Kunstrasen-krimi in stavanger: dfb-frauen müssen gegen norwegen auch den belag besiegen
Stavanger – wer die WM 2027 in Brasilien sehen will, muss zunächst einmal Kunstgras lieben lernen. Im kalten Viking-Stadion wartet am Samstag (18.00 Uhr, sportstudio.de) nicht nur die stärkste Konkurrentin um den Gruppensieg, sondern auch ein Rasen, der sich in der deutschen Startelf erst mal vorstellen muss. „Ich hab echt ewig nicht mehr auf Kunstrasen gespielt“, sagte Jule Brand, während sie ihre Stollen wie ein Testobjekt betrachtete. Die Botschaft: Wer in Norwegen punktet, darf sich Luft für das Ticket verschaffen – wer stolpert, muss im April gegen Österreich plötzlich rechnen.

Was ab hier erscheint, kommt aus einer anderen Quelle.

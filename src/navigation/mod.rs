//! Navigation module: getting a page loaded and ready for extraction
//!
//! - [`NavigationController`] loads a URL under a timeout and classifies failures
//! - [`poll_until`] waits, boundedly, for client-side rendering to produce data

mod controller;
mod polling;

pub use controller::{classify_failure, is_not_found_title, NavigationController};
pub use polling::{poll_until, PollOutcome};
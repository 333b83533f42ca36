use crate::model::CardId;
use serde::Deserialize;
use std::path::PathBuf;
use std::time::Duration;
use url::Url;

/// Default client signature presented to the catalog site
pub const DEFAULT_USER_AGENT: &str = "Mozilla/5.0 (Windows NT 10.0; Win64; x64) AppleWebKit/537.36 (KHTML, like Gecko) Chrome/120.0.0.0 Safari/537.36";

/// Main configuration structure for cardlens
#[derive(Debug, Clone, Default, Deserialize)]
pub struct Config {
    #[serde(default)]
    pub site: SiteConfig,
    #[serde(default)]
    pub browser: BrowserConfig,
    #[serde(default)]
    pub timing: TimingConfig,
    #[serde(default)]
    pub diagnostics: DiagnosticsConfig,
}

/// Target site routing conventions
#[derive(Debug, Clone, Deserialize)]
#[serde(default)]
pub struct SiteConfig {
    /// Scheme and host of the catalog, without trailing slash
    #[serde(rename = "base-url")]
    pub base_url: String,

    /// Path of the search page
    #[serde(rename = "search-path")]
    pub search_path: String,

    /// Path prefix of card detail pages; the card id and a slash are appended
    #[serde(rename = "detail-path")]
    pub detail_path: String,

    /// Regulation segment used when the caller does not pass one
    #[serde(rename = "default-regulation")]
    pub default_regulation: String,
}

impl Default for SiteConfig {
    fn default() -> Self {
        Self {
            base_url: "https://www.pokemon-card.com".to_string(),
            search_path: "/card-search/".to_string(),
            detail_path: "/card-search/details.php/card/".to_string(),
            default_regulation: "SV".to_string(),
        }
    }
}

impl SiteConfig {
    /// URL of the search page
    pub fn search_url(&self) -> String {
        format!("{}{}", self.base_url, self.search_path)
    }

    /// URL of a card's detail page
    ///
    /// An empty `regulation` omits the `regu/` segment.
    pub fn detail_url(&self, card_id: &CardId, regulation: &str) -> String {
        let mut url = format!("{}{}{}/", self.base_url, self.detail_path, card_id);
        if !regulation.is_empty() {
            url.push_str("regu/");
            url.push_str(regulation);
            url.push('/');
        }
        url
    }

    /// Resolves a site-relative path or URL against the base URL
    ///
    /// Returns `None` if either side cannot be parsed.
    pub fn absolute_url(&self, href: &str) -> Option<String> {
        let base = Url::parse(&self.base_url).ok()?;
        base.join(href.trim()).ok().map(String::from)
    }
}

/// Browser process configuration
#[derive(Debug, Clone, Deserialize)]
#[serde(default)]
pub struct BrowserConfig {
    /// User-agent string set on every page context
    #[serde(rename = "user-agent")]
    pub user_agent: String,

    /// Run without a visible window
    pub headless: bool,

    /// Explicit Chrome/Chromium binary; auto-detected when absent
    pub executable: Option<PathBuf>,

    /// Additional command-line switches passed to the browser
    #[serde(rename = "extra-args")]
    pub extra_args: Vec<String>,
}

impl Default for BrowserConfig {
    fn default() -> Self {
        Self {
            user_agent: DEFAULT_USER_AGENT.to_string(),
            headless: true,
            executable: None,
            extra_args: Vec::new(),
        }
    }
}

/// Request cadence and wait bounds
#[derive(Debug, Clone, Deserialize)]
#[serde(default)]
pub struct TimingConfig {
    /// Fixed delay before each navigation and each polling cycle (milliseconds)
    #[serde(rename = "request-delay-ms")]
    pub request_delay_ms: u64,

    /// Upper bound on a single page load (milliseconds)
    #[serde(rename = "navigation-timeout-ms")]
    pub navigation_timeout_ms: u64,

    /// Spacing between polling attempts (milliseconds)
    #[serde(rename = "poll-interval-ms")]
    pub poll_interval_ms: u64,

    /// Maximum number of polling attempts
    #[serde(rename = "poll-attempts")]
    pub poll_attempts: u32,
}

impl TimingConfig {
    pub fn request_delay(&self) -> Duration {
        Duration::from_millis(self.request_delay_ms)
    }

    pub fn navigation_timeout(&self) -> Duration {
        Duration::from_millis(self.navigation_timeout_ms)
    }

    pub fn poll_interval(&self) -> Duration {
        Duration::from_millis(self.poll_interval_ms)
    }
}

impl Default for TimingConfig {
    fn default() -> Self {
        Self {
            request_delay_ms: 1000,
            navigation_timeout_ms: 30_000,
            poll_interval_ms: 1000,
            poll_attempts: 5,
        }
    }
}

/// Debugging aids for empty search results
#[derive(Debug, Clone, Default, Deserialize)]
#[serde(default)]
pub struct DiagnosticsConfig {
    /// Where to save a screenshot when a search comes back empty
    #[serde(rename = "screenshot-on-empty")]
    pub screenshot_on_empty: Option<PathBuf>,
}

Warum der belag nicht nur ein nebenschauplatz ist
Christian Wück redet das Thema nicht klein. Für ihn ist das Kunstgras-Spielfeld „ein kleiner Vorteil“ für die Gastgeberinnen, weil Ada Hegerberg und Co. ihre Umschaltmomente darauf einstudieren. Die Norwegerinnen setzen auf ein 4-3-3 mit drei mobilen Spitzen, die alle auf ihre Art gefährlich sind – und alle schon mal auf dem Kunstrasen umgedreht haben, was der DFB-Abwehr wehtun kann. „Es wird an Kleinigkeiten hängen“, sagt der Bundestrainer, der weiß: Ein Punkt würde reichen, um die Gruppe zu behalten, aber drei würden Druck nehmen.
Der deutsche Auftakt gegen Slowenien war ein 5:0, aber kein Meisterstück. Die Räume standen offen, die Ballstafetten ruckelten. Genau diese Lücken hat Norwegen in Salzburg zuletzt gegen Österreich mit einem späten Tor ausgenutzt. Wück fordert nun „ein Spiel über 90 Minuten mit konstantem Raumdeckungsnetz“. Die Kunstrasen-Chaostheorie: Jeder unerwartete Bounce kann eine Kette auslösen – oder stoppen.

Die hegerberg-falle und die deutsche gegenwaffe
Ada Hegerberg ist längst mehr als ein Name. Sie ist eine Drohkulisse, die sich in der Box mit zwei Berührungen löst. Ihre Statistik: 14 Pflichtspieltore in den letzten zehn Länderspielen, drei davon per Kopf. Wück hat Lea Schüller und Laura Freigang aufgeboten, um nicht nur zu verteidigen, sondern selbst Spitze zu bieten. Die Devise: Früh stören, die Norwegerinnen in deren Halbraum pressen, bevor sie das Tempo wechseln können.
Die deutsche Hoffnung heißt Ballannahme unter Druck. Kunstrasen beschleunigt erste Kontakte, belohnt Spielerinnen, die den Ball nicht bis zur Kontrolliebe durchlaufen lassen. Brand, Lohmann und Nüsken trainierten gestern Extra-Schüsse aus der zweiten Reihe – genau die Distanz, bei der der Rasen keine Absprung-Romantik mehr liefert.

Was am samstag wirklich zählt
Ein Sieg würde Deutschlands Konto auf sechs Punkte erhöhen und den direkten Vergleich sichern. Eine Niederlage aber würde die Gruppe offen halten und das April-Doppel gegen Österreich zur Zitterpartie machen. Die Norwegerinnen haben keine Lust, sich erneut über die Play-offs qualifizieren zu müssen – 2011 schmerzt noch. Die DFB-Frauen wollen nach Brasilien, nicht nach Barranquilla.
Spätestens beim Abpfiff steht fest: Entweder fliegt die deutsche Mannschaft mit breiter Brust nach Hause – oder sie fliegt mit offenen Rechnungen in den Frühling. Kunstrasen hin oder her: Wer träumen will, muss zuerst mal stehen bleiben können. Und das gilt auch für den Ball.